A camping music festival has enough of a summer-camp vibe as it is, but with no acts taking any of the three stages until late afternoon each day, the “organized fun” wrapped into the Vertex offerings takes it to summer-camp level 1000.

“The surrounding area is part of the engagement,” says Don Strasburg, president of AEG Live Rocky Mountains, a co-producer of Vertex along with Madison House. “Rafting and hiking are natural experiences when you go to these places, and we want people to experience that. We want people to engage in the local community, and maybe they go, ‘Wow, I wanna go back to Buena Vista again. I didn’t realize how amazing this is.’”
Shuttle buses ran through the weekend to take attendees into town or to a nearby disc-golf course. Periphery experiences within the festival grounds included Stargazers Field, complete with an observatory and telescopes, a hammock forest, the ongoing beach party, and yoga and stretch sessions. For the more extreme thrill-seekers there was a five-hour ghost-town hike each day heading up the Continental Divide, and a rafting trip down the Arkansas River.

Waiting on the school bus-turned-shuttle that delivers guests to the put-in for the rafting trip, Vertex attendees started up small talk beyond the typical porta-potty waiting-line chatter. Strangers introduced themselves and compared notes on the previous night’s musical acts and the other performances they were looking forward to. Invitations were tossed around for meeting up in the separate neighborhoods of the camping village later in the weekend.

Of course, group bonding is easier when death is involved. Comparing notes on musical acts is one thing. Being prepared to pull someone out of rapids by their life vest is another. Aboard the school bus, River Runners rafting guide Tyler Rumburg gave a rundown of the proper emergency procedures should anyone decide to “take a swim” – either willingly or unwillingly.

Rumburg, who attended the Vertex festival in between shifts on the river, said Chaffee County is his favorite place in Colorado.
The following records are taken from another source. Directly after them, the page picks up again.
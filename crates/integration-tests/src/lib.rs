//! Integration tests for Lingofy.
//!
//! # Running Tests
//!
//! ```bash
//! cargo test -p lingofy-integration-tests
//! ```
//!
//! Each test starts its own server with [`TestServer::spawn`] on an ephemeral
//! port. The AI provider is a [`ScriptedAi`], so nothing leaves the machine.
//!
//! # Test Categories
//!
//! - `studio_flow` - A studio session against the real router
//! - `save_failures` - Save errors surfaced from the collaborator
//! - `image_intake` - Files from disk through validation into a save

use std::net::SocketAddr;
use std::sync::{Arc, Mutex, PoisonError};

use async_trait::async_trait;
use axum::http::HeaderValue;
use tokio::task::JoinHandle;
use url::Url;

use lingofy_core::{ChatMessage, GeneratedImage};
use lingofy_server::ai::{AiError, AiModel};
use lingofy_server::{AppState, build_app};
use lingofy_studio::{HttpBackend, StudioConfig};

/// Origin the test servers admit through CORS.
pub const STUDIO_ORIGIN: &str = "http://localhost:5173";

/// AI provider with canned answers that records what it was asked.
#[derive(Debug, Default)]
pub struct ScriptedAi {
    reply: String,
    image: Option<GeneratedImage>,
    histories: Mutex<Vec<Vec<ChatMessage>>>,
    prompts: Mutex<Vec<String>>,
}

impl ScriptedAi {
    /// Answer every chat turn with `reply` and every image request with `image`.
    #[must_use]
    pub fn new(reply: impl Into<String>, image: Option<GeneratedImage>) -> Self {
        Self {
            reply: reply.into(),
            image,
            ..Self::default()
        }
    }

    /// Chat histories received so far, oldest first.
    pub fn histories(&self) -> Vec<Vec<ChatMessage>> {
        self.histories
            .lock()
            .unwrap_or_else(PoisonError::into_inner)
            .clone()
    }

    /// Image prompts received so far, oldest first.
    pub fn prompts(&self) -> Vec<String> {
        self.prompts
            .lock()
            .unwrap_or_else(PoisonError::into_inner)
            .clone()
    }
}

#[async_trait]
impl AiModel for ScriptedAi {
    async fn chat(&self, history: &[ChatMessage]) -> Result<String, AiError> {
        self.histories
            .lock()
            .unwrap_or_else(PoisonError::into_inner)
            .push(history.to_vec());
        Ok(self.reply.clone())
    }

    async fn generate_image(&self, prompt: &str) -> Result<Option<GeneratedImage>, AiError> {
        self.prompts
            .lock()
            .unwrap_or_else(PoisonError::into_inner)
            .push(prompt.to_owned());
        Ok(self.image.clone())
    }
}

/// A server running in the background for the lifetime of the value.
pub struct TestServer {
    addr: SocketAddr,
    handle: JoinHandle<()>,
}

impl TestServer {
    /// Bind to `127.0.0.1:0` and serve the full router.
    ///
    /// # Panics
    ///
    /// Panics if the listener cannot be bound.
    pub async fn spawn(ai: Arc<dyn AiModel>) -> Self {
        let listener = tokio::net::TcpListener::bind("127.0.0.1:0")
            .await
            .expect("Failed to bind test listener");
        let addr = listener.local_addr().expect("Failed to read local address");

        let app = build_app(AppState::new(ai), HeaderValue::from_static(STUDIO_ORIGIN));
        let handle = tokio::spawn(async move {
            // Aborted on drop; serve errors only matter to the test that hits them
            let _ = axum::serve(listener, app).await;
        });

        Self { addr, handle }
    }

    /// Base URL of the running server.
    ///
    /// # Panics
    ///
    /// Never in practice; the address always forms a valid URL.
    #[must_use]
    pub fn url(&self) -> Url {
        Url::parse(&format!("http://{}", self.addr)).expect("Invalid server URL")
    }

    /// A studio backend pointed at this server.
    ///
    /// # Panics
    ///
    /// Panics if the HTTP client cannot be built.
    #[must_use]
    pub fn backend(&self) -> HttpBackend {
        HttpBackend::new(&StudioConfig::new(self.url())).expect("Failed to build backend")
    }
}

impl Drop for TestServer {
    fn drop(&mut self) {
        self.handle.abort();
    }
}
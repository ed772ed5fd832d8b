//! `lingofy status` - check that the server is reachable.

use std::io::Write;

use lingofy_studio::HttpBackend;

use super::CliError;

/// Query the server's status endpoint and print its message.
///
/// # Errors
///
/// Returns an error if the server is unreachable or answers with a failure.
pub async fn run(backend: &HttpBackend, out: &mut impl Write) -> Result<(), CliError> {
    let status = backend.status().await?;
    tracing::debug!(base_url = %backend.base_url(), "server is up");
    writeln!(out, "{}", status.message).map_err(CliError::Output)
}
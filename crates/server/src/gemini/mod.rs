//! Google Gemini integration.
//!
//! Speaks the `generateContent` REST API directly with `reqwest`. Chat uses
//! the configured chat model with the assistant system instruction; image
//! generation uses the image model with `responseModalities: ["IMAGE"]`.

mod client;
mod error;
pub mod types;

pub use client::GeminiClient;
pub use error::{ApiError, ApiErrorResponse, GeminiError};
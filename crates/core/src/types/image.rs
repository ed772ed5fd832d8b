//! Inline-encoded image references.

use core::fmt;

use base64::{Engine, engine::general_purpose::STANDARD};
use serde::{Deserialize, Serialize};

/// Errors that can occur when parsing an [`ImageReference`] from a data URL.
#[derive(thiserror::Error, Debug, Clone, PartialEq, Eq)]
pub enum ImageReferenceError {
    /// The input does not start with `data:`.
    #[error("image reference must be a data: URL")]
    MissingScheme,
    /// There is no `,` between the header and the payload.
    #[error("data URL has no payload")]
    MissingPayload,
    /// The header has no MIME type.
    #[error("data URL has no MIME type")]
    EmptyMimeType,
    /// The payload is not marked `;base64`.
    #[error("data URL payload must be base64 encoded")]
    NotBase64,
    /// The payload is not valid base64.
    #[error("invalid base64 payload: {0}")]
    InvalidBase64(#[from] base64::DecodeError),
}

/// An image held in memory as base64 text plus its declared MIME type.
///
/// This is what the studio gallery stores and what the server receives. It
/// serializes as a data URL (`data:image/png;base64,...`) so it can be
/// embedded directly in JSON or HTML.
///
/// ## Examples
///
/// ```
/// use lingofy_core::ImageReference;
///
/// let image = ImageReference::from_bytes("image/png", &[0x89, b'P', b'N', b'G']);
/// assert_eq!(image.to_data_url(), "data:image/png;base64,iVBORw==");
///
/// let parsed = ImageReference::parse_data_url(&image.to_data_url()).unwrap();
/// assert_eq!(parsed, image);
/// ```
#[derive(Debug, Clone, PartialEq, Eq, Hash, Serialize, Deserialize)]
#[serde(try_from = "String", into = "String")]
pub struct ImageReference {
    mime_type: String,
    data: String,
}

impl ImageReference {
    /// Encode raw image bytes.
    #[must_use]
    pub fn from_bytes(mime_type: impl Into<String>, bytes: &[u8]) -> Self {
        Self {
            mime_type: mime_type.into(),
            data: STANDARD.encode(bytes),
        }
    }

    /// Wrap an already base64-encoded payload, e.g. one returned by the AI
    /// provider.
    ///
    /// # Errors
    ///
    /// Returns an error if the MIME type is empty or `data` is not valid
    /// base64.
    pub fn from_base64(
        mime_type: impl Into<String>,
        data: impl Into<String>,
    ) -> Result<Self, ImageReferenceError> {
        let mime_type = mime_type.into();
        let data = data.into();
        if mime_type.trim().is_empty() {
            return Err(ImageReferenceError::EmptyMimeType);
        }
        STANDARD.decode(&data)?;
        Ok(Self { mime_type, data })
    }

    /// Parse a `data:<mime>;base64,<payload>` URL.
    ///
    /// # Errors
    ///
    /// Returns an error if the input is not a base64 data URL with a MIME
    /// type, or the payload does not decode.
    pub fn parse_data_url(url: &str) -> Result<Self, ImageReferenceError> {
        let rest = url
            .strip_prefix("data:")
            .ok_or(ImageReferenceError::MissingScheme)?;
        let (header, payload) = rest
            .split_once(',')
            .ok_or(ImageReferenceError::MissingPayload)?;
        let mime_type = header
            .strip_suffix(";base64")
            .ok_or(ImageReferenceError::NotBase64)?;

        Self::from_base64(mime_type, payload)
    }

    /// Declared MIME type, e.g. `image/webp`.
    #[must_use]
    pub fn mime_type(&self) -> &str {
        &self.mime_type
    }

    /// Base64 payload without the data URL header.
    #[must_use]
    pub fn data(&self) -> &str {
        &self.data
    }

    /// Render as a data URL.
    #[must_use]
    pub fn to_data_url(&self) -> String {
        format!("data:{};base64,{}", self.mime_type, self.data)
    }

    /// Decode the payload back into raw bytes.
    ///
    /// # Errors
    ///
    /// Returns an error if the payload is not valid base64. References built
    /// through this type's constructors always decode.
    pub fn decode(&self) -> Result<Vec<u8>, ImageReferenceError> {
        Ok(STANDARD.decode(&self.data)?)
    }

    /// Number of bytes the payload decodes to.
    #[must_use]
    pub fn decoded_len(&self) -> usize {
        let padding = self.data.bytes().rev().take_while(|b| *b == b'=').count();
        (self.data.len() / 4 * 3).saturating_sub(padding)
    }
}

impl fmt::Display for ImageReference {
    fn fmt(&self, f: &mut fmt::Formatter<'_>) -> fmt::Result {
        write!(f, "data:{};base64,{}", self.mime_type, self.data)
    }
}

impl TryFrom<String> for ImageReference {
    type Error = ImageReferenceError;

    fn try_from(value: String) -> Result<Self, Self::Error> {
        Self::parse_data_url(&value)
    }
}

impl From<ImageReference> for String {
    fn from(image: ImageReference) -> Self {
        image.to_data_url()
    }
}

impl std::str::FromStr for ImageReference {
    type Err = ImageReferenceError;

    fn from_str(s: &str) -> Result<Self, Self::Err> {
        Self::parse_data_url(s)
    }
}
//! Test doubles shared by the crate's unit tests.

#![allow(clippy::unwrap_used)]

use std::sync::Mutex;
use std::sync::atomic::{AtomicBool, Ordering};

use async_trait::async_trait;

use lingofy_core::{ChatMessage, ImageReference, SaveResponse, StoreProfile};

use crate::backend::{BackendError, StudioBackend};

/// In-memory backend used across the crate's tests.
#[derive(Default)]
pub struct FakeBackend {
    pub save_result: Mutex<Option<Result<SaveResponse, BackendError>>>,
    pub saved: Mutex<Vec<StoreProfile>>,
    /// Saves never complete while set.
    pub stall_saves: AtomicBool,
    pub image: Mutex<Option<Result<Option<ImageReference>, BackendError>>>,
    pub prompts: Mutex<Vec<String>>,
    pub chat_result: Mutex<Option<Result<String, BackendError>>>,
    pub chat_histories: Mutex<Vec<Vec<ChatMessage>>>,
}

impl FakeBackend {
    pub fn saving(result: Result<SaveResponse, BackendError>) -> Self {
        let backend = Self::default();
        *backend.save_result.lock().unwrap() = Some(result);
        backend
    }
}

#[async_trait]
impl StudioBackend for FakeBackend {
    async fn save(&self, payload: &StoreProfile) -> Result<SaveResponse, BackendError> {
        self.saved.lock().unwrap().push(payload.clone());
        if self.stall_saves.load(Ordering::SeqCst) {
            std::future::pending::<()>().await;
        }
        self.save_result.lock().unwrap().take().unwrap_or(Ok(SaveResponse {
            success: true,
            message: None,
        }))
    }

    async fn generate_image(
        &self,
        prompt: &str,
    ) -> Result<Option<ImageReference>, BackendError> {
        self.prompts.lock().unwrap().push(prompt.to_owned());
        self.image.lock().unwrap().take().unwrap_or(Ok(None))
    }

    async fn chat(&self, history: &[ChatMessage]) -> Result<String, BackendError> {
        self.chat_histories.lock().unwrap().push(history.to_vec());
        self.chat_result
            .lock()
            .unwrap()
            .take()
            .unwrap_or_else(|| Ok("ok".to_owned()))
    }
}

impl BookingService {
    pub fn new(relational: Database, graph: Arc<dyn GraphStore>, config: Config) -> Self {
        let coordinator = SyncCoordinator::new(
            relational.clone(),
            graph.clone(),
            config.sync.outbox_max_attempts,
        );
        Self {
            relational,
            coordinator,
            recommender: Recommender::new(graph),
            config,
        }
    }

    /// The relational database backing the service
    pub fn database(&self) -> &Database {
        &self.relational
    }

    /// The dual-store coordinator
    pub fn coordinator(&self) -> &SyncCoordinator {
        &self.coordinator
    }

    pub fn config(&self) -> &Config {
        &self.config
    }

    // ========== Catalog ==========

    /// Register a customer and mirror them into the graph
    pub async fn register_customer(&self, customer: &Customer) -> Result<()> {
        CustomerRepository::new(&self.relational)
            .create(customer)
            .await?;
        self.coordinator.project_customer(customer).await
    }

    /// Register a staff member and mirror them into the graph
    pub async fn register_staff(&self, staff: &Staff) -> Result<()> {
        StaffRepository::new(&self.relational).create(staff).await?;
        self.coordinator.project_staff(staff).await
    }

    /// Register a service and mirror it into the graph
    pub async fn register_service(&self, service: &Service) -> Result<()> {
        ServiceRepository::new(&self.relational)
            .create(service)
            .await?;
        self.coordinator.project_service(service).await
    }

    /// Set a staff member's expertise level for a service
    pub async fn set_specialization(
        &self,
        staff_id: &str,
        service_id: &str,
        expertise_level: f64,
    ) -> Result<()> {
        self.require_staff(staff_id).await?;
        self.require_service(service_id).await?;
        self.coordinator
            .set_specialization(staff_id, service_id, expertise_level)
            .await
    }

    /// Link two services with a curated relation
    pub async fn link_services(
        &self,
        service_id: &str,
        other_service_id: &str,
        kind: EdgeKind,
        strength: f64,
    ) -> Result<()> {
        self.require_service(service_id).await?;
        self.require_service(other_service_id).await?;
        self.coordinator
            .link_services(service_id, other_service_id, kind, strength)
            .await
    }

    // ========== Availability ==========

    /// Compute availability for a service on a given day.
    ///
    /// With `staff_id` set, only that staff member's timeline is consulted
    /// and the per-staff map stays empty. Otherwise the per-staff map
    /// covers every active staff member and `available_slots` is the union
    /// of slots free for at least one of them. `duration_minutes` overrides
    /// the service's own duration when given.
    pub async fn check_availability(
        &self,
        service_id: &str,
        date: NaiveDate,
        staff_id: Option<&str>,
        duration_minutes: Option<u32>,
    ) -> Result<Availability> {
        let service = self.require_service(service_id).await?;
        let duration_minutes = duration_minutes.unwrap_or(service.duration_minutes);
        let open = self
            .config
            .business
            .open_time()
            .map_err(|e| Error::Validation(format!("Invalid business hours: {}", e)))?;
        let close = self
            .config
            .business
            .close_time()
            .map_err(|e| Error::Validation(format!("Invalid business hours: {}", e)))?;

        let candidates = slots::generate_slots(
            date,
            open,
            close,
            duration_minutes,
            self.config.booking.slot_granularity_minutes,
        );

        let repo = AppointmentRepository::new(&self.relational);
        let blocking = repo.list_blocking_for_day(date, staff_id).await?;

        let availability = match staff_id {
            Some(staff_id) => {
                self.require_staff(staff_id).await?;
                Availability {
                    date,
                    service_id: service.id.clone(),
                    available_slots: slots::filter_available(&candidates, &blocking),
                    staff_availability: Default::default(),
                }
            }
            None => {
                let staff_ids: Vec<String> = StaffRepository::new(&self.relational)
                    .list_active()
                    .await?
                    .into_iter()
                    .map(|s| s.id)
                    .collect();
                let (union, per_staff) =
                    slots::staff_availability(&candidates, &staff_ids, &blocking);
                Availability {
                    date,
                    service_id: service.id.clone(),
                    available_slots: union,
                    staff_availability: per_staff,
                }
            }
        };

        tracing::debug!(
            service_id = %availability.service_id,
            %date,
            slots = availability.available_slots.len(),
            "Computed availability"
        );
        Ok(availability)
    }

    // ========== Booking ==========

    /// Book an appointment.
    ///
    /// The customer record is created on first contact, keyed by external
    /// id. When no staff member is requested, active staff are tried in
    /// registration order and the first with the slot free gets the
    /// booking; each try takes the write lock, so a lost race simply moves
    /// on to the next candidate.
    pub async fn book_appointment(&self, request: &BookingRequest) -> Result<Appointment> {
        let service = self.require_service(&request.service_id).await?;
        let end_time = request.start_time + service.duration();

        let customer = CustomerRepository::new(&self.relational)
            .create_or_get(&request.customer_external_id, &request.customer_name)
            .await?;

        let repo = AppointmentRepository::new(&self.relational);
        let appointment = match &request.staff_id {
            Some(staff_id) => {
                self.require_staff(staff_id).await?;
                let appointment =
                    self.build_appointment(&customer, staff_id, &service, request, end_time);
                repo.create_if_slot_free(&appointment).await?;
                appointment
            }
            None => {
                let staff = StaffRepository::new(&self.relational).list_active().await?;
                if staff.is_empty() {
                    return Err(Error::NoStaffAvailable);
                }
                let mut booked = None;
                for candidate in &staff {
                    let appointment = self.build_appointment(
                        &customer,
                        &candidate.id,
                        &service,
                        request,
                        end_time,
                    );
                    match repo.create_if_slot_free(&appointment).await {
                        Ok(()) => {
                            booked = Some(appointment);
                            break;
                        }
                        Err(Error::SlotUnavailable) => continue,
                        Err(e) => return Err(e),
                    }
                }
                booked.ok_or(Error::NoStaffAvailable)?
            }
        };

        tracing::info!(
            appointment_id = %appointment.id,
            customer_id = %appointment.customer_id,
            staff_id = %appointment.staff_id,
            start = %appointment.start_time,
            "Booked appointment"
        );

        self.coordinator.project_customer(&customer).await?;
        self.project(&appointment).await?;
        Ok(appointment)
    }

    fn build_appointment(
        &self,
        customer: &Customer,
        staff_id: &str,
        service: &Service,
        request: &BookingRequest,
        end_time: DateTime<Utc>,
    ) -> Appointment {
        let mut appointment = Appointment::new(
            &customer.id,
            staff_id,
            &service.id,
            request.start_time,
            end_time,
        );
        if let Some(notes) = &request.notes {
            appointment = appointment.with_notes(notes.clone());
        }
        appointment
    }

    // ========== Lifecycle ==========

    /// Cancel an appointment; its slot is immediately bookable again.
    ///
    /// Cancellations inside the notice window are flagged and logged but
    /// never refused.
    pub async fn cancel_appointment(
        &self,
        appointment_id: &str,
        reason: Option<&str>,
    ) -> Result<CancellationOutcome> {
        let repo = AppointmentRepository::new(&self.relational);
        let appointment = repo.cancel(appointment_id, reason).await?;

        let notice = chrono::Duration::hours(self.config.booking.cancellation_notice_hours);
        let late_notice = appointment.start_time - Utc::now() < notice;
        if late_notice {
            tracing::warn!(
                appointment_id,
                start = %appointment.start_time,
                notice_hours = self.config.booking.cancellation_notice_hours,
                "Late cancellation"
            );
        }

        self.project(&appointment).await?;
        Ok(CancellationOutcome {
            appointment,
            late_notice,
        })
    }

    /// Move an appointment to a new start time with the same staff member.
    /// The new interval is conflict-checked against everything but the
    /// appointment itself; on conflict the original interval is untouched.
    pub async fn reschedule_appointment(
        &self,
        appointment_id: &str,
        new_start: DateTime<Utc>,
    ) -> Result<Appointment> {
        let repo = AppointmentRepository::new(&self.relational);
        let current = repo
            .get(appointment_id)
            .await?
            .ok_or_else(|| Error::AppointmentNotFound(appointment_id.to_string()))?;
        let service = self.require_service(&current.service_id).await?;

        let appointment = repo
            .reschedule_if_slot_free(appointment_id, new_start, new_start + service.duration())
            .await?;

        tracing::info!(appointment_id, new_start = %new_start, "Rescheduled appointment");
        self.project(&appointment).await?;
        Ok(appointment)
    }

    /// Complete an appointment and feed satisfaction into the preference
    /// graph.
    ///
    /// Satisfaction is clamped to `[0.0, 1.0]` and defaults to 1.0. Graph
    /// accumulation happens at most once per appointment: replaying a
    /// completion returns the stored appointment without touching the
    /// graph.
    pub async fn complete_appointment(
        &self,
        appointment_id: &str,
        satisfaction: Option<f64>,
        feedback: Option<&str>,
    ) -> Result<Appointment> {
        let satisfaction = satisfaction.unwrap_or(1.0).clamp(0.0, 1.0);

        let repo = AppointmentRepository::new(&self.relational);
        match repo.complete_if_open(appointment_id, feedback).await? {
            Some(appointment) => {
                tracing::info!(appointment_id, satisfaction, "Completed appointment");
                self.project(&appointment).await?;
                self.coordinator
                    .apply_completion(
                        &appointment.customer_id,
                        &appointment.staff_id,
                        &appointment.service_id,
                        satisfaction,
                    )
                    .await?;
                Ok(appointment)
            }
            None => {
                // Already terminal. A replayed completion is answered with
                // the stored row; any other terminal status is a real error.
                let appointment = repo
                    .get(appointment_id)
                    .await?
                    .ok_or_else(|| Error::AppointmentNotFound(appointment_id.to_string()))?;
                if appointment.status == AppointmentStatus::Completed {
                    tracing::debug!(appointment_id, "Replayed completion ignored");
                    Ok(appointment)
                } else {
                    Err(Error::InvalidTransition(
                        appointment.id,
                        appointment.status.to_string(),
                    ))
                }
            }
        }
    }

    /// Mark an appointment as a no-show. No preference is accumulated.
    pub async fn mark_no_show(&self, appointment_id: &str) -> Result<Appointment> {
        let appointment = AppointmentRepository::new(&self.relational)
            .mark_no_show(appointment_id)
            .await?;
        self.project(&appointment).await?;
        Ok(appointment)
    }

    /// A customer's appointments, newest first
    pub async fn customer_appointments(
        &self,
        customer_id: &str,
        status_filter: Option<&[AppointmentStatus]>,
    ) -> Result<Vec<Appointment>> {
        AppointmentRepository::new(&self.relational)
            .list_for_customer(customer_id, status_filter)
            .await
    }

    // ========== Recommendations ==========

    /// Services similar customers prefer that this customer has not tried
    pub async fn recommend_services(
        &self,
        customer_id: &str,
        limit: usize,
    ) -> Vec<ServiceRecommendation> {
        self.recommender.recommend_services(customer_id, limit).await
    }

    /// Staff ranked for a service, personalized when a customer is given
    pub async fn recommend_staff(
        &self,
        service_id: &str,
        customer_id: Option<&str>,
    ) -> Vec<StaffRecommendation> {
        self.recommender.recommend_staff(service_id, customer_id).await
    }

    // ========== Maintenance ==========

    /// Retry graph writes queued in the outbox
    pub async fn flush_graph_outbox(&self) -> Result<FlushReport> {
        self.coordinator.flush_outbox().await
    }

    /// Check both stores are reachable
    pub async fn health_check(&self) -> Result<()> {
        self.relational
            .health_check()
            .await
            .map_err(|e| Error::Other(e.to_string()))?;
        self.coordinator.graph().health_check().await
    }

    // ========== Helpers ==========

    async fn require_service(&self, service_id: &str) -> Result<Service> {
        ServiceRepository::new(&self.relational)
            .get(service_id)
            .await?
            .filter(|s| s.is_active)
            .ok_or_else(|| Error::ServiceNotFound(service_id.to_string()))
    }

    async fn require_staff(&self, staff_id: &str) -> Result<Staff> {
        StaffRepository::new(&self.relational)
            .get(staff_id)
            .await?
            .filter(|s| s.is_active)
            .ok_or_else(|| Error::StaffNotFound(staff_id.to_string()))
    }

    async fn project(&self, appointment: &Appointment) -> Result<()> {
        self.coordinator
            .project_appointment(AppointmentProjection {
                appointment_id: appointment.id.clone(),
                customer_id: appointment.customer_id.clone(),
                staff_id: appointment.staff_id.clone(),
                service_id: appointment.service_id.clone(),
                start_time: appointment.start_time,
                end_time: appointment.end_time,
                status: appointment.status.to_string(),
            })
            .await
    }
}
“While you are here, you have an opportunity to see everything. All of these are 14,000-foot mountains. All of these canyons are amazing,” says Rumburg. “I hope that people who come to visit this concert, they realize where they are.”
While a rainy Friday may have dampened the festival grounds, it enhanced the rafting experience. The trip was originally announced as class two and three rapids, but thanks to an overnight river rise of 300 cubic feet per second, Vertex attendees paddled through class threes and fours throughout the weekend.

The river offers straight-on views of the collegiate mountains from perspectives you can’t get from the shoreline or the highway. Hawks fly overhead, and the rapids splash along boulders. It offered quite a contrast to the lights and noise and crowds of the festival a couple of miles away.

Vertex attendee Terri Ravenscroft and her three girlfriends said they were excited about the music, but the chance to raft the Arkansas River sealed the deal. According to AEG’s Strasburg, Vertex attendees came from all over the country to experience the combination of music and colorful Colorado.

Indeed, it was clear the surrounding habitat called to festival-goers, especially during the daytime down hours. The most delinquent the crowd got was sneaking through a bent fence to sit along Cottonwood Creek, the namesake of Cottonwood Meadows, the private ranch that served as the Vertex venue.
Strasburg says that as at any first-year festival, traditions will form that the organizers couldn’t have predicted. By the looks of it, next year may need a cairn-making-by-the-river workshop. Looking into the future, Strasburg says, he will continue to preserve the intimate feel of the inaugural year.

“That’s always the goal, to create something that people want as their own,” says Strasburg. “No matter what happens, I can guarantee we would never grow anything to where it wasn't super-special for everybody that was there.”